Material to process Start Marker

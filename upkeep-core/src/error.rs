//! Error types for Upkeep operations

use thiserror::Error;

/// Storage layer errors.
#[derive(Debug, Clone, Error, PartialEq, Eq)]
pub enum StorageError {
    #[error("Storage unavailable: {reason}")]
    Unavailable { reason: String },

    #[error("Query failed on {table}: {reason}")]
    QueryFailed { table: &'static str, reason: String },

    #[error("Unique constraint violated on {table}: {key}")]
    UniqueViolation { table: &'static str, key: String },

    #[error("Foreign key violated on {table}: {key}")]
    ForeignKeyViolation { table: &'static str, key: String },

    /// A referenced entity does not exist.
    #[error("Entity not found: {entity} with id {id}")]
    NotFound { entity: &'static str, id: i64 },

    #[error("Corrupt row in {table}: {reason}")]
    CorruptRow { table: &'static str, reason: String },
}

/// Validation errors.
#[derive(Debug, Clone, Error, PartialEq, Eq)]
pub enum ValidationError {
    #[error("Required field missing: {field}")]
    RequiredFieldMissing { field: String },

    #[error("Invalid value for {field}: {reason}")]
    InvalidValue { field: String, reason: String },

    #[error("Field {field} exceeds {max} characters")]
    TooLong { field: String, max: usize },

    #[error("Arithmetic overflow computing {field}")]
    Overflow { field: String },
}

impl ValidationError {
    pub fn invalid(field: impl Into<String>, reason: impl Into<String>) -> Self {
        Self::InvalidValue {
            field: field.into(),
            reason: reason.into(),
        }
    }
}

/// Order placement errors.
#[derive(Debug, Clone, Error, PartialEq, Eq)]
pub enum OrderError {
    #[error("Spare parts not found: {ids:?}")]
    SparePartsNotFound { ids: Vec<i64> },

    #[error(
        "Insufficient stock for '{name}' (SKU: {sku}). Available: {available}, Requested: {requested}"
    )]
    InsufficientStock {
        spare_part_id: i64,
        name: String,
        sku: String,
        available: i32,
        requested: i64,
    },
}

/// Master error type for all Upkeep errors.
#[derive(Debug, Clone, Error)]
pub enum UpkeepError {
    #[error("Storage error: {0}")]
    Storage(#[from] StorageError),

    #[error("Validation error: {0}")]
    Validation(#[from] ValidationError),

    #[error("Order error: {0}")]
    Order(#[from] OrderError),
}

/// Result type alias for Upkeep operations.
pub type UpkeepResult<T> = Result<T, UpkeepError>;

// =============================================================================
// TESTS
// =============================================================================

Material to process End Marker

Would you please return all lines of the data that include the word "Result"?

**Answer space**
/// Result type alias for Upkeep operations.
pub type UpkeepResult<T> = Result<T, UpkeepError>;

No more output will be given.